Incongruity is the flip side of our desire to find patterns. Too little order is confusing, too much order is boring. The sweet spot is that area where tantalizing contradictions are visible, but the stimulus gives us an inkling of a hidden order that can be figured out. The notion that there’s a hidden order draws people in. Repetition is related to complexity—an increase in repetition means a decrease in complexity. We like to look at things we can make sense of, but we also like to be challenged.9
We want this sweet spot not only over space, as in visual arts, but over time as well. If you experience too many complicated stimuli, you will start to find them tiring and prefer things to be more simple. When a stimulus has an incongruity, and a resolution to it (either in the stimulus itself or created in the audience’s mind), it takes advantage of our love for incongruities as well as patterns. The mind is always trying to minimize surprise and confusion. It does this by seeking out incongruity and making sense of it—turning incongruities into patterns, as described in the last chapter. Overexposure to pattern such as symmetry and balance can lead to a lowering of arousal due to habituation.
There’s a sweet spot.
One study by education scholar Hy Day presented people with visual images that varied in things like asymmetry, number of elements, and so on. The simpler patterns were initially viewed as more pleasing, which is to be expected. However, over time the pleasingness rapidly diminished. The moderately complex images got more pleasing (presumably as the participants perceived patterns in them) and then at some point started to decline in pleasingness.10 This is what one would expect with the tension between pattern and incongruity. People see something moderately complex, and they are driven to find patterns in it. As they habituate to the patterns, they lose interest. The most complex images were the least popular, because the people could find no patterns in them at all.
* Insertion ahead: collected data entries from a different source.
mod util;
use util::*;

use opal_domain::algs::communicator::NoComm;
use opal_domain::debug_invariants::DebugInvariants;
use opal_domain::index::{AxisTag, IndexRange};
use opal_domain::layout::partition::parallel_elements;
use opal_domain::layout::{FieldLayout, owning_rank, split_domain};
use proptest::prelude::*;

fn tags_strategy() -> impl Strategy<Value = [AxisTag; 3]> {
    prop::array::uniform3(prop::bool::ANY)
        .prop_filter("at least one parallel axis", |p| p.iter().any(|&b| b))
        .prop_map(|p| p.map(|b| if b { AxisTag::Parallel } else { AxisTag::Serial }))
}

proptest! {
    #[test]
    fn bisection_tiles_the_domain(
        lengths in prop::array::uniform3(1usize..12),
        tags in tags_strategy(),
        vnodes in 1usize..70,
    ) {
        let domain = IndexRange::from_lengths(lengths);
        let p = split_domain(&domain, &tags, vnodes).unwrap();
        let expected = vnodes.min(parallel_elements(&domain, &tags));
        prop_assert_eq!(p.domains.len(), expected);
        assert_tiles(&domain, &p.domains);
        for d in &p.domains {
            for (axis, tag) in tags.iter().enumerate() {
                if !tag.is_parallel() {
                    prop_assert_eq!(d.axis(axis), domain.axis(axis));
                }
            }
        }
        prop_assert_eq!(p.vnodes_per_direction.is_some(), expected.is_power_of_two());
    }

    #[test]
    fn splitting_is_deterministic(
        lengths in prop::array::uniform3(1usize..16),
        vnodes in 1usize..40,
    ) {
        let domain = IndexRange::from_lengths(lengths);
        let tags = [AxisTag::Parallel; 3];
        let a = split_domain(&domain, &tags, vnodes).unwrap();
        let b = split_domain(&domain, &tags, vnodes).unwrap();
        prop_assert_eq!(a, b);
    }

    #[test]
    fn owning_rank_is_monotonic(nprocs in 1usize..17, vnodes in 1usize..200) {
        let ranks: Vec<_> = (0..vnodes).map(|v| owning_rank(v, nprocs, vnodes)).collect();
        prop_assert!(ranks.windows(2).all(|w| w[0] <= w[1]));
        prop_assert!(ranks.iter().all(|&r| r < nprocs));
        prop_assert_eq!(ranks[0], 0);
    }

    #[test]
    fn min_width_is_the_smallest_extent(
        lengths in prop::array::uniform2(1usize..20),
        vnodes in 1usize..30,
    ) {
        let domain = IndexRange::from_lengths(lengths);
        let layout = FieldLayout::initialize(&NoComm, domain, None, Some(vnodes)).unwrap();
        prop_assert!(layout.validate_invariants().is_ok());
        for axis in 0..2 {
            let min = layout
                .local_vnodes()
                .map(|v| v.domain().axis(axis).length())
                .fold(lengths[axis], usize::min);
            prop_assert_eq!(layout.min_width(axis).unwrap(), min);
        }
    }
}

#[test]
fn three_vnodes_on_eight_by_eight() {
    let domain = IndexRange::from_lengths([8, 8]);
    let layout = FieldLayout::initialize(&NoComm, domain, None, Some(3)).unwrap();
    let parts: Vec<_> = layout.local_vnodes().map(|v| *v.domain()).collect();
    assert_eq!(parts.len(), 3);
    assert_tiles(&domain, &parts);
}

#[test]
fn four_vnodes_on_eight_by_eight() {
    let domain = IndexRange::from_lengths([8, 8]);
    let layout = FieldLayout::initialize(&NoComm, domain, None, Some(4)).unwrap();
    let parts: Vec<_> = layout.local_vnodes().map(|v| *v.domain()).collect();
    assert!(parts.iter().all(|d| d.size() == 16));
    assert_tiles(&domain, &parts);
}

#[test]
fn all_serial_axes_fail() {
    let domain = IndexRange::from_lengths([8, 8]);
    let err = FieldLayout::initialize(&NoComm, domain, Some([AxisTag::Serial; 2]), None).unwrap_err();
    assert_eq!(
        err.to_string(),
        "at least one dimension of a FieldLayout must be PARALLEL"
    );
}
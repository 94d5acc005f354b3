//! Discretization of an irregular domain on a regular Cartesian grid.
//!
//! [`ArbitraryDomain::compute`] classifies every grid cell of the local
//! slab (plus one ghost plane towards each neighbouring rank) as inside or
//! outside the boundary geometry, records the distance from each inside
//! cell to the boundary on every side whose neighbour is missing, and
//! numbers the inside cells globally. The numbering runs z-plane by
//! z-plane, `y` then `x` within a plane, and is offset by a rank-ordered
//! prefix sum so that consecutive ranks get consecutive index ranges.
//!
//! DOF numbering assumes each rank owns complete x/y planes (a z-slab
//! decomposition); other local ranges are rejected.

use std::collections::BTreeMap;

use hashbrown::HashMap;
use itertools::iproduct;

use crate::algs::collective::exclusive_scan_sum;
use crate::algs::communicator::Communicator;
use crate::config::DiscretizerConfig;
use crate::debug_invariants::{DebugInvariants, ensure};
use crate::domain_error::DomainError;
use crate::index::{AxisRange, GuardCellSizes, IndexRange};
use crate::solver::boundary::{BoundaryGeometry, Point};
use crate::solver::stencil::{Direction, Interpolation, Stencil};

/// Integer cell coordinates `(x, y, z)`.
pub type Coord = [i64; 3];

pub struct ArbitraryDomain<G: BoundaryGeometry> {
    geometry: G,
    nr: [usize; 3],
    hr: [f64; 3],
    range_min: Point,
    range_max: Point,
    inside_ref: Point,
    interpolation: Interpolation,
    local: Option<IndexRange<3>>,
    inside: HashMap<Coord, bool>,
    /// Signed distance to the boundary, one map per [`Direction`].
    intersections: [HashMap<Coord, f64>; 6],
    dof_by_coord: HashMap<Coord, i64>,
    coord_by_dof: BTreeMap<i64, Coord>,
    num_xy: Vec<usize>,
    num_ghost_left: usize,
    total_dofs: i64,
}

fn validate_grid(nr: [usize; 3], hr: [f64; 3]) -> Result<(), DomainError> {
    if let Some(d) = (0..3).find(|&d| nr[d] == 0) {
        return Err(DomainError::InvalidGrid(format!("no grid points along axis {d}")));
    }
    if let Some(d) = (0..3).find(|&d| !(hr[d].is_finite() && hr[d] > 0.0)) {
        return Err(DomainError::InvalidGrid(format!(
            "spacing {} along axis {d} is not positive",
            hr[d]
        )));
    }
    Ok(())
}

fn bounds(r: AxisRange) -> (i64, i64) {
    (r.first(), r.last())
}

impl<G: BoundaryGeometry> ArbitraryDomain<G> {
    /// Grid of `nr` cells of size `hr` spanning the geometry's bounding box.
    ///
    /// Fails if the geometry is not ready or knows no inside point.
    pub fn new(
        geometry: G,
        nr: [usize; 3],
        hr: [f64; 3],
        interpolation: Interpolation,
    ) -> Result<Self, DomainError> {
        validate_grid(nr, hr)?;
        if !geometry.is_ready() {
            return Err(DomainError::GeometryNotReady);
        }
        let inside_ref = geometry.inside_point().ok_or(DomainError::NoInsidePoint)?;
        Ok(Self {
            range_min: geometry.min_coords(),
            range_max: geometry.max_coords(),
            geometry,
            nr,
            hr,
            inside_ref,
            interpolation,
            local: None,
            inside: HashMap::new(),
            intersections: Default::default(),
            dof_by_coord: HashMap::new(),
            coord_by_dof: BTreeMap::new(),
            num_xy: Vec::new(),
            num_ghost_left: 0,
            total_dofs: 0,
        })
    }

    pub fn with_config(
        geometry: G,
        nr: [usize; 3],
        hr: [f64; 3],
        cfg: &DiscretizerConfig,
    ) -> Result<Self, DomainError> {
        let domain = Self::new(geometry, nr, hr, cfg.interpolation)?;
        Ok(match cfg.range {
            Some((min, max)) => domain.with_range(min, max),
            None => domain,
        })
    }

    /// Place the grid on `[min, max]` instead of the bounding box.
    pub fn with_range(mut self, min: Point, max: Point) -> Self {
        self.range_min = min;
        self.range_max = max;
        self
    }

    pub fn geometry(&self) -> &G {
        &self.geometry
    }

    pub fn interpolation(&self) -> Interpolation {
        self.interpolation
    }

    pub fn grid_size(&self) -> [usize; 3] {
        self.nr
    }

    pub fn spacing(&self) -> [f64; 3] {
        self.hr
    }

    pub fn range(&self) -> (Point, Point) {
        (self.range_min, self.range_max)
    }

    /// Local range of the last `compute`.
    pub fn local_range(&self) -> Option<IndexRange<3>> {
        self.local
    }

    pub fn cell_center(&self, c: Coord) -> Point {
        [0usize, 1, 2].map(|d| self.range_min[d] + (c[d] as f64 + 0.5) * self.hr[d])
    }

    fn in_grid(&self, c: Coord) -> bool {
        (0..3).all(|d| c[d] >= 0 && (c[d] as usize) < self.nr[d])
    }

    fn classify(&self, c: Coord) -> bool {
        self.in_grid(c)
            && self
                .geometry
                .fast_is_inside(self.inside_ref, self.cell_center(c))
                % 2
                == 0
    }

    /// True if the neighbour of `c` in `dir` is off the grid or outside the
    /// geometry. Cells beyond the classified region are tested directly.
    fn neighbor_missing(&self, c: Coord, dir: Direction) -> bool {
        let n = dir.neighbor(c);
        if !self.in_grid(n) {
            return true;
        }
        match self.inside.get(&n) {
            Some(&inside) => !inside,
            None => !self.classify(n),
        }
    }

    /// Classify, intersect and number the cells of `local` with spacing `hr`.
    ///
    /// Collective: every rank must call this with its own slab.
    pub fn compute<C: Communicator>(
        &mut self,
        comm: &C,
        hr: [f64; 3],
        local: IndexRange<3>,
    ) -> Result<(), DomainError> {
        validate_grid(self.nr, hr)?;
        let full = IndexRange::from_lengths(self.nr);
        if local.axis(0) != full.axis(0) || local.axis(1) != full.axis(1) {
            return Err(DomainError::NonSlabDecomposition {
                x: bounds(local.axis(0)),
                y: bounds(local.axis(1)),
            });
        }
        if local.axis(2).is_empty() || !full.axis(2).contains_range(&local.axis(2)) {
            return Err(DomainError::InvalidGrid(format!(
                "local z range {} outside {} planes",
                local.axis(2),
                self.nr[2]
            )));
        }
        self.hr = hr;

        let mut left = [0; 3];
        let mut right = [0; 3];
        for d in 0..3 {
            left[d] = usize::from(local.axis(d).first() != 0);
            right[d] = usize::from(local.axis(d).last() != self.nr[d] as i64 - 1);
        }
        let ghosted = local.grow(&GuardCellSizes::new(left, right));
        let cells: Vec<Coord> = iproduct!(
            ghosted.axis(2).iter(),
            ghosted.axis(1).iter(),
            ghosted.axis(0).iter()
        )
        .map(|(z, y, x)| [x, y, z])
        .collect();

        log::info!("* Starting the boundary intersection tests...");
        self.inside.clear();
        self.intersections.iter_mut().for_each(|m| m.clear());
        for &c in &cells {
            let inside = self.classify(c);
            self.inside.insert(c, inside);
        }
        let mut hits = Vec::new();
        for &c in cells.iter().filter(|&&c| self.is_inside(c)) {
            let p = self.cell_center(c);
            for dir in Direction::ALL {
                if !self.neighbor_missing(c, dir) {
                    continue;
                }
                match self.geometry.intersect_ray_boundary(p, dir.unit()) {
                    Some(hit) => hits.push((dir, c, hit[dir.axis()] - p[dir.axis()])),
                    None => log::debug!("no boundary found along {dir:?} from cell {c:?}"),
                }
            }
        }
        for (dir, c, d) in hits {
            self.intersections[dir.slot()].insert(c, d);
        }

        log::info!("* Finding number of ghost nodes to the left...");
        let z0 = local.axis(2).first();
        self.num_ghost_left = if z0 != 0 { self.count_plane(z0 - 1) } else { 0 };

        log::info!("* Finding number of xy points in each plane along z...");
        self.num_xy = local.axis(2).iter().map(|z| self.count_plane(z)).collect();
        let num_total: usize = self.num_xy.iter().sum();

        let scan = exclusive_scan_sum(comm, num_total as i64);
        self.total_dofs = scan.total;

        log::info!("* Building up index and coordinate map...");
        self.dof_by_coord.clear();
        self.coord_by_dof.clear();
        let mut index = scan.offset - self.num_ghost_left as i64;
        for (z, y, x) in iproduct!(
            ghosted.axis(2).iter(),
            0..self.nr[1] as i64,
            0..self.nr[0] as i64
        ) {
            let c = [x, y, z];
            if self.is_inside(c) {
                self.dof_by_coord.insert(c, index);
                self.coord_by_dof.insert(index, c);
                index += 1;
            }
        }
        self.local = Some(local);
        log::info!(
            "* Done: {num_total} local unknowns starting at {}, {} in total",
            scan.offset,
            scan.total
        );
        self.debug_assert_invariants();
        Ok(())
    }

    fn count_plane(&self, z: i64) -> usize {
        iproduct!(0..self.nr[0] as i64, 0..self.nr[1] as i64)
            .filter(|&(x, y)| self.is_inside([x, y, z]))
            .count()
    }

    /// Classification of a computed cell; unknown cells are outside.
    pub fn is_inside(&self, c: Coord) -> bool {
        self.inside.get(&c).copied().unwrap_or(false)
    }

    /// Signed distance from the centre of `c` to the boundary in `dir`.
    pub fn intersection(&self, c: Coord, dir: Direction) -> Option<f64> {
        self.intersections[dir.slot()].get(&c).copied()
    }

    pub fn dof_index(&self, c: Coord) -> Option<i64> {
        self.dof_by_coord.get(&c).copied()
    }

    pub fn coord_of(&self, dof: i64) -> Option<Coord> {
        self.coord_by_dof.get(&dof).copied()
    }

    /// Locally known `(dof, cell)` pairs in index order, ghosts included.
    pub fn dofs(&self) -> impl Iterator<Item = (i64, Coord)> + '_ {
        self.coord_by_dof.iter().map(|(&i, &c)| (i, c))
    }

    /// Inside cells in plane `z` of the local slab.
    pub fn num_xy(&self, z: i64) -> Option<usize> {
        let first = self.local?.axis(2).first();
        usize::try_from(z - first)
            .ok()
            .and_then(|i| self.num_xy.get(i).copied())
    }

    /// Inside cells in the ghost plane below the local slab.
    pub fn num_ghost_nodes_left(&self) -> usize {
        self.num_ghost_left
    }

    /// Inside cells on all ranks.
    pub fn total_dofs(&self) -> i64 {
        self.total_dofs
    }

    /// Uniform stencil; arms towards missing neighbours are zeroed.
    pub fn constant_interpolation(&self, c: Coord) -> Stencil {
        let mut s = Stencil::default();
        for dir in Direction::ALL {
            let h = self.hr[dir.axis()];
            s.center += 1.0 / (h * h);
            if !self.neighbor_missing(c, dir) {
                s.set(dir, -1.0 / (h * h));
            }
        }
        s
    }

    /// Stencil with the arm towards a missing neighbour shortened to the
    /// recorded boundary distance.
    pub fn linear_interpolation(&self, c: Coord) -> Stencil {
        let mut s = Stencil::default();
        for dir in Direction::ALL {
            let dw = self.hr[dir.axis()];
            if self.neighbor_missing(c, dir) {
                let dr = match self.intersection(c, dir) {
                    Some(d) => d.abs(),
                    None => {
                        log::debug!("cell {c:?} has no boundary distance along {dir:?}");
                        dw
                    }
                };
                s.center += 1.0 / (dr * dw);
            } else {
                s.center += 1.0 / (dw * dw);
                s.set(dir, -1.0 / (dw * dw));
            }
        }
        if s.center <= 0.0 || s.center.is_nan() {
            log::warn!("non-positive stencil center {} at cell {c:?}", s.center);
        }
        s
    }

    /// Stencil for `c` using the configured interpolation.
    pub fn stencil(&self, c: Coord) -> Stencil {
        match self.interpolation {
            Interpolation::Constant => self.constant_interpolation(c),
            Interpolation::Linear => self.linear_interpolation(c),
        }
    }

    /// Matrix row of cell `c` as `(column, coefficient)` pairs sorted by
    /// column. Zero coefficients and neighbours without a DOF are dropped.
    pub fn assemble_row(&self, c: Coord) -> Option<Vec<(i64, f64)>> {
        let row = self.dof_index(c)?;
        let s = self.stencil(c);
        let mut entries = vec![(row, s.center)];
        for dir in Direction::ALL {
            let v = s.get(dir);
            if v == 0.0 {
                continue;
            }
            if let Some(col) = self.dof_index(dir.neighbor(c)) {
                entries.push((col, v));
            }
        }
        entries.sort_by_key(|&(col, _)| col);
        Some(entries)
    }
}

impl<G: BoundaryGeometry> DebugInvariants for ArbitraryDomain<G> {
    fn validate_invariants(&self) -> Result<(), DomainError> {
        for dir in Direction::ALL {
            for c in self.intersections[dir.slot()].keys() {
                ensure(self.is_inside(*c), || {
                    format!("outside cell {c:?} has a boundary distance along {dir:?}")
                })?;
                ensure(self.neighbor_missing(*c, dir), || {
                    format!("cell {c:?} has a neighbour along {dir:?} and a boundary distance")
                })?;
            }
        }
        ensure(self.dof_by_coord.len() == self.coord_by_dof.len(), || {
            "DOF maps differ in size".to_string()
        })?;
        for (c, i) in &self.dof_by_coord {
            ensure(self.coord_by_dof.get(i) == Some(c), || {
                format!("DOF {i} does not map back to {c:?}")
            })?;
        }
        Ok(())
    }
}
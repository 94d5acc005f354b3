//! Observers that follow a layout through repartitioning.
//!
//! Fields and particle containers register with the layout they are built
//! on. During [`FieldLayout::repartition`](crate::layout::FieldLayout::repartition)
//! each registered user is handed the new layout before the old vnode
//! tables are dropped, so it can move its per-vnode data across.

use std::fmt;
use std::sync::Arc;
use std::sync::atomic::{AtomicU64, Ordering::Relaxed};

use parking_lot::Mutex;

use crate::domain_error::DomainError;
use crate::index::GuardCellSizes;
use crate::layout::field_layout::FieldLayout;

/// Something that stores data laid out by a [`FieldLayout`].
pub trait FieldLayoutUser<const D: usize>: Send {
    /// Called once per repartition with the layout that is about to
    /// replace the current one.
    fn repartition(&mut self, new_layout: &FieldLayout<D>);
}

/// Shared handle to a registered user.
pub type SharedUser<const D: usize> = Arc<Mutex<dyn FieldLayoutUser<D>>>;

/// Process-unique registration ticket.
#[derive(Copy, Clone, Debug, PartialEq, Eq, Hash, PartialOrd, Ord)]
pub struct UserId(u64);

static NEXT_USER_ID: AtomicU64 = AtomicU64::new(1);

impl UserId {
    fn fresh() -> Self {
        UserId(NEXT_USER_ID.fetch_add(1, Relaxed))
    }

    pub fn get(self) -> u64 {
        self.0
    }
}

impl fmt::Display for UserId {
    fn fmt(&self, f: &mut fmt::Formatter<'_>) -> fmt::Result {
        write!(f, "user#{}", self.0)
    }
}

struct Registration<const D: usize> {
    id: UserId,
    guards: GuardCellSizes<D>,
    user: SharedUser<D>,
}

/// Ordered list of registered users.
pub struct UserList<const D: usize> {
    users: Vec<Registration<D>>,
}

impl<const D: usize> Default for UserList<D> {
    fn default() -> Self {
        Self { users: Vec::new() }
    }
}

impl<const D: usize> UserList<D> {
    pub fn new() -> Self {
        Self::default()
    }

    pub fn len(&self) -> usize {
        self.users.len()
    }

    pub fn is_empty(&self) -> bool {
        self.users.is_empty()
    }

    /// Register `user`, remembering the guard cells it asked for.
    pub fn add(&mut self, user: SharedUser<D>, guards: GuardCellSizes<D>) -> UserId {
        let id = UserId::fresh();
        self.users.push(Registration { id, guards, user });
        id
    }

    /// Remove the registration `id`.
    pub fn remove(&mut self, id: UserId) -> Result<SharedUser<D>, DomainError> {
        let pos = self
            .users
            .iter()
            .position(|r| r.id == id)
            .ok_or(DomainError::UnknownUser(id))?;
        Ok(self.users.remove(pos).user)
    }

    pub fn contains(&self, id: UserId) -> bool {
        self.users.iter().any(|r| r.id == id)
    }

    /// Guard cells requested by `id`.
    pub fn guards(&self, id: UserId) -> Option<GuardCellSizes<D>> {
        self.users.iter().find(|r| r.id == id).map(|r| r.guards)
    }

    pub fn ids(&self) -> impl Iterator<Item = UserId> + '_ {
        self.users.iter().map(|r| r.id)
    }

    /// Invoke the repartition callback of every user, in registration order.
    pub fn notify_repartition(&self, new_layout: &FieldLayout<D>) {
        for r in &self.users {
            r.user.lock().repartition(new_layout);
        }
    }
}

impl<const D: usize> fmt::Debug for UserList<D> {
    fn fmt(&self, f: &mut fmt::Formatter<'_>) -> fmt::Result {
        f.debug_list().entries(self.users.iter().map(|r| r.id)).finish()
    }
}
mod util;
use util::*;

use bytemuck::{Pod, Zeroable, cast_slice};
use opal_domain::algs::communicator::{
    CommTag, Communicator, ExchangeTags, NoComm, REPARTITION_BCAST_TAG, Wait,
};
use opal_domain::algs::{broadcast_others, exclusive_scan_sum, gather_from_others};
use opal_domain::layout::Vnode;
use opal_domain::layout::vnode::{decode_vnodes, encode_vnodes};
use opal_domain::index::IndexRange;
use serial_test::serial;

#[repr(C)]
#[derive(Copy, Clone, Pod, Zeroable, Debug, PartialEq, Eq)]
struct WireU64 {
    x: u64,
}

#[test]
fn no_comm_is_nop() {
    let comm = NoComm;
    assert!(comm.is_no_comm());
    let mut buf = [0u8; 8];
    let h = comm.irecv(0, 123, &mut buf);
    assert!(h.wait().is_none());
    let s = comm.isend(0, 123, &[]);
    assert!(s.wait().is_none());
    assert_eq!(exclusive_scan_sum(&comm, 9).offset, 0);
}

#[test]
#[serial]
fn rayon_comm_roundtrip_and_tag_isolation() {
    let (c0, c1) = rayons();

    const TAG_A: u16 = 0xA100;
    const TAG_B: u16 = 0xB200;

    let mut buf_a = [0u8; core::mem::size_of::<WireU64>()];
    let mut buf_b = [0u8; core::mem::size_of::<WireU64>()];
    let rxa = c1.irecv(0, TAG_A, &mut buf_a);
    let rxb = c1.irecv(0, TAG_B, &mut buf_b);

    let wa = [WireU64 {
        x: 0xDEAD_BEEF_F00D_F00D,
    }];
    let wb = [WireU64 {
        x: 0x0123_4567_89AB_CDEF,
    }];
    c0.isend(1, TAG_B, cast_slice(&wb));
    c0.isend(1, TAG_A, cast_slice(&wa));

    let ra = rxa.wait().expect("rxa");
    let rb = rxb.wait().expect("rxb");
    assert_eq!(&ra[..], cast_slice(&wa));
    assert_eq!(&rb[..], cast_slice(&wb));
}

#[test]
#[serial]
fn vnode_lists_cross_ranks() {
    let comms = rayon_world(4);
    let tags = ExchangeTags::from_base(REPARTITION_BCAST_TAG.offset(0x40));
    let got = run_ranks(&comms, |c| {
        let r = c.rank();
        let mine: Vec<_> = (0..r)
            .map(|i| Vnode::new(IndexRange::from_lengths([i + 1, 2]), r, (10 * r + i) as i64))
            .collect();
        let payload = encode_vnodes(mine.iter());
        let pending = broadcast_others(c, tags, &payload);
        let mut ids = Vec::new();
        for (peer, bytes) in gather_from_others(c, pending).unwrap() {
            for v in decode_vnodes::<2>(&bytes).unwrap() {
                assert_eq!(v.node(), peer);
                ids.push(v.vnode());
            }
        }
        ids
    });
    assert_permutation(&got[0], &[10, 20, 21, 30, 31, 32]);
    assert_permutation(&got[3], &[10, 20, 21]);
}

#[test]
#[serial]
fn barrier_releases_every_rank() {
    let comms = rayon_world(3);
    let tag = CommTag::new(0x7700);
    let got = run_ranks(&comms, |c| {
        c.barrier();
        let next = (c.rank() + 1) % c.size();
        let prev = (c.rank() + c.size() - 1) % c.size();
        c.isend(next, tag.as_u16(), &[c.rank() as u8]);
        let mut buf = [0u8; 1];
        c.irecv(prev, tag.as_u16(), &mut buf).wait().unwrap()[0]
    });
    assert_eq!(got, vec![2, 0, 1]);
}

#[cfg(feature = "mpi-support")]
#[test]
fn mpi_comm_smoke_if_available() {
    use opal_domain::algs::communicator::MpiComm;
    let world = MpiComm::new().expect("MPI initialization failed");
    let me = world.rank();
    let n = world.size();
    const TAG: u16 = 0xCAFE;
    let to = (me + 1) % n;
    let from = (me + n - 1) % n;
    let tx = [42u8, me as u8, 0, 0];
    let mut rx = [0u8; 4];
    let r = world.irecv(from, TAG, &mut rx);
    let s = world.isend(to, TAG, &tx);
    let got = r.wait().expect("mpi rx");
    assert_eq!(got, tx);
    let _ = s.wait();

    let scan = exclusive_scan_sum(&world, 1);
    assert_eq!(scan.offset, me as i64);
    assert_eq!(scan.total, n as i64);
}
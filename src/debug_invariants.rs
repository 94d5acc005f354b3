//! Invariant checking for layouts and discretized domains.
//!
//! The checks are cheap enough for tests but walk every vnode or cell, so
//! the macro only runs them in debug builds or with `strict-invariants` /
//! `check-invariants` enabled.

use crate::domain_error::DomainError;

/// Trait for validating data structure invariants.
pub trait DebugInvariants {
    /// Assert invariants in debug builds or when invariant checking is enabled.
    fn debug_assert_invariants(&self) {
        crate::debug_invariants!(self.validate_invariants(), "debug_assert_invariants");
    }
    /// Validate invariants and return the first error encountered.
    fn validate_invariants(&self) -> Result<(), DomainError>;
}

/// Return `InvariantViolation` with a lazily built message unless `cond` holds.
#[inline]
pub(crate) fn ensure(cond: bool, msg: impl FnOnce() -> String) -> Result<(), DomainError> {
    if cond {
        Ok(())
    } else {
        Err(DomainError::InvariantViolation(msg()))
    }
}

/// Run a fallible check and panic on error when invariant checking is enabled.
#[macro_export]
macro_rules! debug_invariants {
    ($expr:expr, $($ctx:tt)*) => {
        #[cfg(any(debug_assertions, feature = "strict-invariants", feature = "check-invariants"))]
        if let Err(e) = $expr {
            panic!(concat!("[invariants] ", $($ctx)*, ": {}"), e);
        }
    };
}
Computer games, too, are the most fun when they consistently challenge the player enough, but not too much, and gradually increase the difficulty of the challenges. Halo 3, a popular Xbox 360 game, was specifically made so that each obstacle was tough enough to be interesting and challenging, but not so hard that people got frustrated. Microsoft’s human-computer interaction laboratories were used to help make the game like that.11 They were going for the sweet spot between ease and difficulty, understanding and confusion, pattern and incongruity.
A study by Peter Hekkert of people’s taste for product designs found that people most preferred designs that looked quite conventional—with one unusual feature. The completely conventional designs, as well as the truly avant-garde designs, were preferred less.12 In landscape art, as well, people prefer moderately complex landscapes. Impenetrable jungles and simple plains are less attractive.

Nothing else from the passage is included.